|Volume Number: 30
Category(s): FALLING ROCKS AND ROCKS
|Opinion Issued February 19, 2014|
|DIVISION OF HIGHWAYS|
Claimant appeared pro se.
C. Brian Matko, Attorney at Law, for Respondent.
| PER CURIAM:
Claimant, Samantha Watson, brought this action to recover damages which occurred when her 2007 Ford Taurus struck concrete debris along I-79 near Jane Lew, Lewis County. I-79 is a public road maintained by Respondent. The Court is of the opinion to grant an award in this claim for reasons more fully stated below.
The facts giving rise to this claim occurred on October 4, 2012, at approximately 12:47 a.m. Claimant testified that she was traveling along I-79 the vehicle when she noticed that the car in front of her had its four-ways lights activated. Claimant stated that she then began to proceed to pass the vehicle and that as soon as she began to pass she noticed what appeared to be a rock in the travel portion of her lane. Claimant admitted that the debris later turned out to be a piece of concrete that originated from the bridge. Soon after her vehicle struck the piece of concrete Claimant parked her vehicle. Claimant stated that she then looked underneath her vehicle and noticed that her break line was leaking. As a result of this incident, Claimant’s vehicle sustained damage to its tire, rims, break line, and exhaust in the amount of $4,449.57. Claimant carried a $500.00 collision insurance deductible amount on the date of the incident; therefore, Claimant is limited to an award in that amount. Claimant alleges that she is also entitled to recovery in the amount of $380.72 for the cost to rent a vehicle while her vehicle was being repaired.
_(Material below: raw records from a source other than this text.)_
use sea_orm_migration::{prelude::*, schema::*};

#[derive(DeriveMigrationName)]
pub struct Migration;

#[async_trait::async_trait]
impl MigrationTrait for Migration {
    async fn up(&self, manager: &SchemaManager) -> Result<(), DbErr> {
        manager
            .create_table(
                Table::create()
                    .table(Movies::Table)
                    .if_not_exists()
                    .col(string(Movies::Id).primary_key())
                    .col(string(Movies::Title))
                    .col(string(Movies::Director))
                    .col(integer_null(Movies::Year))
                    .col(string_null(Movies::Genre))
                    .col(double_null(Movies::Rating))
                    .col(big_integer(Movies::CreatedAt))
                    .col(big_integer(Movies::UpdatedAt))
                    .to_owned(),
            )
            .await?;

        manager
            .create_index(
                Index::create()
                    .name("idx_movies_created_at")
                    .table(Movies::Table)
                    .col(Movies::CreatedAt)
                    .to_owned(),
            )
            .await?;

        Ok(())
    }

    async fn down(&self, manager: &SchemaManager) -> Result<(), DbErr> {
        manager.drop_table(Table::drop().table(Movies::Table).to_owned()).await?;
        Ok(())
    }
}

#[derive(DeriveIden)]
enum Movies {
    Table,
    Id,
    Title,
    Director,
    Year,
    Genre,
    Rating,
    CreatedAt,
    UpdatedAt,
}
use sea_orm_migration::prelude::*;

#[async_std::main]
async fn main() {
    cli::run_cli(migration::Migrator).await;
}
//! Editing the persisted global plugin list.

use std::path::Path;

use tracing::{info, instrument};

use crate::application::ApplicationError;
use crate::application::ports::{GlobalPluginStore, PluginCatalog};
use crate::domain::Provenance;
use crate::error::FerruleResult;

#[derive(Debug, Clone, Copy, PartialEq, Eq)]
pub enum AddOutcome {
    Added,
    AlreadyPresent,
}

pub struct GlobalPlugins<'a> {
    store: &'a dyn GlobalPluginStore,
    catalog: &'a dyn PluginCatalog,
    global_dir: &'a Path,
}

impl<'a> GlobalPlugins<'a> {
    pub fn new(
        store: &'a dyn GlobalPluginStore,
        catalog: &'a dyn PluginCatalog,
        global_dir: &'a Path,
    ) -> Self {
        Self {
            store,
            catalog,
            global_dir,
        }
    }

    /// Add `name` once it resolves from the global plugin directory.
    #[instrument(skip(self))]
    pub fn add(&self, name: &str) -> FerruleResult<AddOutcome> {
        let mut plugins = self.store.load()?;
        if plugins.iter().any(|p| p == name) {
            info!("{name} exists");
            return Ok(AddOutcome::AlreadyPresent);
        }

        self.catalog
            .resolve(name, self.global_dir)
            .map_err(|reason| ApplicationError::PluginNotFound {
                name: name.to_string(),
                provenance: Provenance::Global,
                reason: format!("{reason} (searched {})", self.global_dir.display()),
            })?;

        plugins.push(name.to_string());
        self.store.save(&plugins)?;
        info!("{name} added to global config");
        Ok(AddOutcome::Added)
    }

    /// Remove every occurrence of `name`. Returns whether any was removed.
    #[instrument(skip(self))]
    pub fn delete(&self, name: &str) -> FerruleResult<bool> {
        let plugins = self.store.load()?;
        let before = plugins.len();
        let kept: Vec<String> = plugins.into_iter().filter(|p| p != name).collect();
        self.store.save(&kept)?;
        Ok(kept.len() != before)
    }

    pub fn list(&self) -> FerruleResult<Vec<String>> {
        self.store.load()
    }
}

#[cfg(test)]
mod tests {
    use mockall::predicate::eq;

    use super::*;
    use crate::application::plugin::{PluginConstructor, PluginModule};
    use crate::application::ports::{MockGlobalPluginStore, MockPluginCatalog, ResolvedPlugin};
    use crate::error::FerruleError;

    fn resolvable() -> MockPluginCatalog {
        let mut catalog = MockPluginCatalog::new();
        catalog.expect_resolve().returning(|name, dir| {
            if name == "ghost" {
                return Err("cannot find module".into());
            }
            Ok(ResolvedPlugin {
                module: PluginModule::Constructor(PluginConstructor::new(name, |_| {
                    anyhow::bail!("not built in tests")
                })),
                location: dir.join(name).display().to_string(),
            })
        });
        catalog
    }

    fn store_with(names: &[&str]) -> MockGlobalPluginStore {
        let names: Vec<String> = names.iter().map(|n| n.to_string()).collect();
        let mut store = MockGlobalPluginStore::new();
        store.expect_load().returning(move || Ok(names.clone()));
        store
    }

    #[test]
    fn add_persists_resolvable_plugins() {
        let catalog = resolvable();
        let mut store = store_with(&["a"]);
        store
            .expect_save()
            .with(eq(vec!["a".to_string(), "b".to_string()]))
            .times(1)
            .returning(|_| Ok(()));

        let global = GlobalPlugins::new(&store, &catalog, Path::new("/global"));
        assert_eq!(global.add("b").unwrap(), AddOutcome::Added);
    }

    #[test]
    fn add_is_idempotent() {
        let mut catalog = MockPluginCatalog::new();
        catalog.expect_resolve().never();
        let mut store = store_with(&["a"]);
        store.expect_save().never();

        let global = GlobalPlugins::new(&store, &catalog, Path::new("/global"));
        assert_eq!(global.add("a").unwrap(), AddOutcome::AlreadyPresent);
    }

    #[test]
    fn unresolvable_plugin_is_not_saved() {
        let catalog = resolvable();
        let mut store = store_with(&[]);
        store.expect_save().never();

        let global = GlobalPlugins::new(&store, &catalog, Path::new("/global"));
        let err = global.add("ghost").unwrap_err();
        assert!(matches!(
            err,
            FerruleError::Application(ApplicationError::PluginNotFound { .. })
        ));
        assert!(err.to_string().contains("ghost"));
    }

    #[test]
    fn delete_filters_the_list() {
        let catalog = MockPluginCatalog::new();
        let mut store = store_with(&["a", "b", "a"]);
        store
            .expect_save()
            .with(eq(vec!["b".to_string()]))
            .times(1)
            .returning(|_| Ok(()));

        let global = GlobalPlugins::new(&store, &catalog, Path::new("/global"));
        assert!(global.delete("a").unwrap());
    }
}
//! Application layer errors.
//!
//! These errors represent failures in orchestration: loading, plugin
//! bookkeeping, hook invocation, filesystem access. Rule violations are
//! `DomainError` from `crate::domain`.

use std::path::PathBuf;
use thiserror::Error;

use crate::domain::{ErrorCategory, Provenance};

/// Boxed source error raised by plugin or hook code.
pub type BoxError = Box<dyn std::error::Error + Send + Sync + 'static>;

/// Errors that occur during application orchestration.
#[derive(Debug, Error)]
pub enum ApplicationError {
    /// A plugin specifier could not be resolved to a module.
    #[error("[{provenance}] plugin \"{name}\" not found: {reason}")]
    PluginNotFound {
        name: String,
        provenance: Provenance,
        reason: String,
    },

    /// A plugin constructor or `apply` failed.
    #[error("[{provenance}] plugin {plugin} apply error{}", location_suffix(.location))]
    PluginApply {
        plugin: String,
        provenance: Provenance,
        location: Option<String>,
        #[source]
        source: BoxError,
    },

    /// A hook callback failed; the remaining callbacks did not run.
    #[error("hook \"{hook}\" callback #{index} failed")]
    HookFailed {
        hook: String,
        index: usize,
        #[source]
        source: BoxError,
    },

    /// An explicitly requested config file does not exist.
    #[error("{path} not found")]
    ConfigFileNotFound { path: PathBuf },

    /// A config or manifest file exists but could not be parsed.
    #[error("Failed to parse {path}: {reason}")]
    ConfigParse { path: PathBuf, reason: String },

    /// Filesystem operation failed.
    #[error("Filesystem error at {path}: {reason}")]
    Filesystem { path: PathBuf, reason: String },

    /// The global plugin list could not be read or written.
    #[error("Global plugin store error: {reason}")]
    GlobalStore { reason: String },

    /// A scaffolding action would overwrite an existing file.
    #[error("{path} already exists")]
    FileExists { path: PathBuf },

    /// Scaffolding target is a non-empty directory.
    #[error("Directory {path} is not empty")]
    DirectoryNotEmpty { path: PathBuf },
}

fn location_suffix(location: &Option<String>) -> String {
    match location {
        Some(loc) if !loc.is_empty() => format!(" ({loc})"),
        _ => String::new(),
    }
}

impl ApplicationError {
    /// Get user-actionable suggestions.
    pub fn suggestions(&self) -> Vec<String> {
        match self {
            Self::PluginNotFound { name, provenance, .. } => match provenance {
                Provenance::Global => vec![
                    format!("Install {name} into the global plugin directory"),
                    format!("Or remove it: ferrule plugin delete {name}"),
                ],
                _ => vec![
                    format!("Check the spelling of \"{name}\" in the plugins list"),
                    "Run `ferrule plugin list` to see installed global plugins".into(),
                ],
            },
            Self::PluginApply { plugin, .. } => vec![
                format!("The plugin \"{plugin}\" failed while registering itself"),
                "Re-run with --debug for the full error chain".into(),
            ],
            Self::HookFailed { hook, .. } => vec![
                format!("A plugin callback on \"{hook}\" returned an error"),
                "Re-run with -vv to see which plugins are loaded".into(),
            ],
            Self::ConfigFileNotFound { path } => vec![
                format!("Check that {} exists", path.display()),
                "Omit --config to use ferrule.config.json or package.json".into(),
            ],
            Self::ConfigParse { .. } => vec!["Fix the syntax error and try again".into()],
            Self::Filesystem { path, .. } => vec![
                format!("Failed to access: {}", path.display()),
                "Check that you have write permissions".into(),
            ],
            Self::GlobalStore { .. } => vec![
                "Check the global config file (FERRULE_GLOBAL_CONFIG)".into(),
            ],
            Self::FileExists { path } => vec![format!(
                "Remove or rename {} first",
                path.display()
            )],
            Self::DirectoryNotEmpty { .. } => vec![
                "Use --force to scaffold into it anyway".into(),
                "Choose a different directory".into(),
            ],
        }
    }

    /// Get error category.
    pub fn category(&self) -> ErrorCategory {
        match self {
            Self::PluginNotFound { .. } => ErrorCategory::NotFound,
            Self::ConfigFileNotFound { .. } => ErrorCategory::NotFound,
            Self::PluginApply { .. } | Self::HookFailed { .. } => ErrorCategory::Plugin,
            Self::ConfigParse { .. } | Self::GlobalStore { .. } => ErrorCategory::Configuration,
            Self::DirectoryNotEmpty { .. } | Self::FileExists { .. } => ErrorCategory::Validation,
            Self::Filesystem { .. } => ErrorCategory::Internal,
        }
    }
}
Respondent argues that it had neither actual nor constructive notice of the rock along I-79 on the date of the incident; therefore, it cannot be held liable for Claimant’s damage.
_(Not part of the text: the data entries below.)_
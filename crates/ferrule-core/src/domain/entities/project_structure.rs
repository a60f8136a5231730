use std::collections::HashSet;
use std::path::{Path, PathBuf};

use crate::domain::error::DomainError;

/// Files and directories a scaffolding action wants on disk.
///
/// Paths are relative to `root`. The structure carries no behavior beyond
/// validation; writing it out is the job of the scaffold writer.
#[derive(Debug, Clone, PartialEq, Eq)]
pub struct ProjectStructure {
    root: PathBuf,
    entries: Vec<FsEntry>,
}

impl ProjectStructure {
    pub fn new(root: impl Into<PathBuf>) -> Self {
        Self {
            root: root.into(),
            entries: Vec::new(),
        }
    }

    pub fn add_file(&mut self, path: impl Into<PathBuf>, content: impl Into<String>) {
        self.entries.push(FsEntry::File(FileToWrite {
            path: path.into(),
            content: content.into(),
        }));
    }

    pub fn add_directory(&mut self, path: impl Into<PathBuf>) {
        self.entries.push(FsEntry::Directory(path.into()));
    }

    pub fn with_file(mut self, path: impl Into<PathBuf>, content: impl Into<String>) -> Self {
        self.add_file(path, content);
        self
    }

    pub fn with_directory(mut self, path: impl Into<PathBuf>) -> Self {
        self.add_directory(path);
        self
    }

    pub fn root(&self) -> &Path {
        &self.root
    }

    /// Rejects empty structures, duplicate paths and absolute paths.
    pub fn validate(&self) -> Result<(), DomainError> {
        if self.entries.is_empty() {
            return Err(DomainError::EmptyStructure);
        }

        let mut seen = HashSet::new();
        for entry in &self.entries {
            let path = entry.path();
            let shown = path.display().to_string();
            if path.is_absolute() {
                return Err(DomainError::AbsolutePathNotAllowed { path: shown });
            }
            if !seen.insert(path) {
                return Err(DomainError::DuplicatePath { path: shown });
            }
        }
        Ok(())
    }

    pub fn entries(&self) -> &[FsEntry] {
        &self.entries
    }

    pub fn files(&self) -> impl Iterator<Item = &FileToWrite> {
        self.entries.iter().filter_map(|e| match e {
            FsEntry::File(f) => Some(f),
            FsEntry::Directory(_) => None,
        })
    }

    pub fn entry_count(&self) -> usize {
        self.entries.len()
    }
}

#[derive(Debug, Clone, PartialEq, Eq)]
pub enum FsEntry {
    File(FileToWrite),
    Directory(PathBuf),
}

impl FsEntry {
    pub fn path(&self) -> &Path {
        match self {
            Self::File(f) => &f.path,
            Self::Directory(d) => d,
        }
    }
}

#[derive(Debug, Clone, PartialEq, Eq)]
pub struct FileToWrite {
    pub path: PathBuf,
    pub content: String,
}

#[cfg(test)]
mod tests {
    use super::*;

    #[test]
    fn empty_structure_is_invalid() {
        let s = ProjectStructure::new("/p");
        assert_eq!(s.validate(), Err(DomainError::EmptyStructure));
    }

    #[test]
    fn duplicate_paths_are_rejected() {
        let s = ProjectStructure::new("/p")
            .with_file("index.js", "a")
            .with_file("index.js", "b");
        assert!(matches!(s.validate(), Err(DomainError::DuplicatePath { .. })));
    }

    #[test]
    fn absolute_paths_are_rejected() {
        let s = ProjectStructure::new("/p").with_directory("/etc");
        assert!(matches!(
            s.validate(),
            Err(DomainError::AbsolutePathNotAllowed { .. })
        ));
    }

    #[test]
    fn files_skip_directories() {
        let s = ProjectStructure::new("/p")
            .with_directory("src")
            .with_file("src/index.js", "");
        assert_eq!(s.files().count(), 1);
        assert_eq!(s.entry_count(), 2);
        assert!(s.validate().is_ok());
    }
}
The well-established principle of law in West Virginia is that the State is neither an insurer nor a guarantor of the safety of travelers upon its roads. Adkins v. Sims, 130 W.Va. 645, 46 S.E.2d 81 (1947). Therefore, in order to hold Respondent liable for road defects of this type, Claimant must prove that Respondent had actual or constructive notice of the defect and a reasonable amount of time to take corrective action. Pritt v. Dep’t of Highways, 16 Ct. Cl. 8 (1985); Chapman v. Dep’t of Highways, 16 Ct. Cl. 103 (1986). “Actual notice” is based on direct evidence known by a person or entity while “constructive notice” is defined as "[n]otice arising by presumption of law from the existence of facts and circumstances that a party had a duty to take notice of . . .; notice presumed by law to have been acquired by a person and thus imputed to that person." Mace v. Ford Motor Co., 221 W. Va. 198, 653 S.E.2d 660 (2007) (citing Black’s Law Dictionary at 1090 (8th Ed. 2004)).
In the instant case, the Court is of the opinion that Respondent had, at the least, constructive notice of risk posed by the rocks along I-79 on the date of the incident. The volume of the testimony together with Respondent’s work records leads the Court to conclude that Respondent was negligent. Thus, Claimant may make a recovery for the damage to her vehicle. Claimant may also make a recovery for the cost to rent a vehicle while her vehicle was being repaired because Claimant did not have car rental insurance at the time of this incident.
It is the opinion of the Court of Claims that the Claimant should be awarded the sum of $880.72.
Award of $880.72.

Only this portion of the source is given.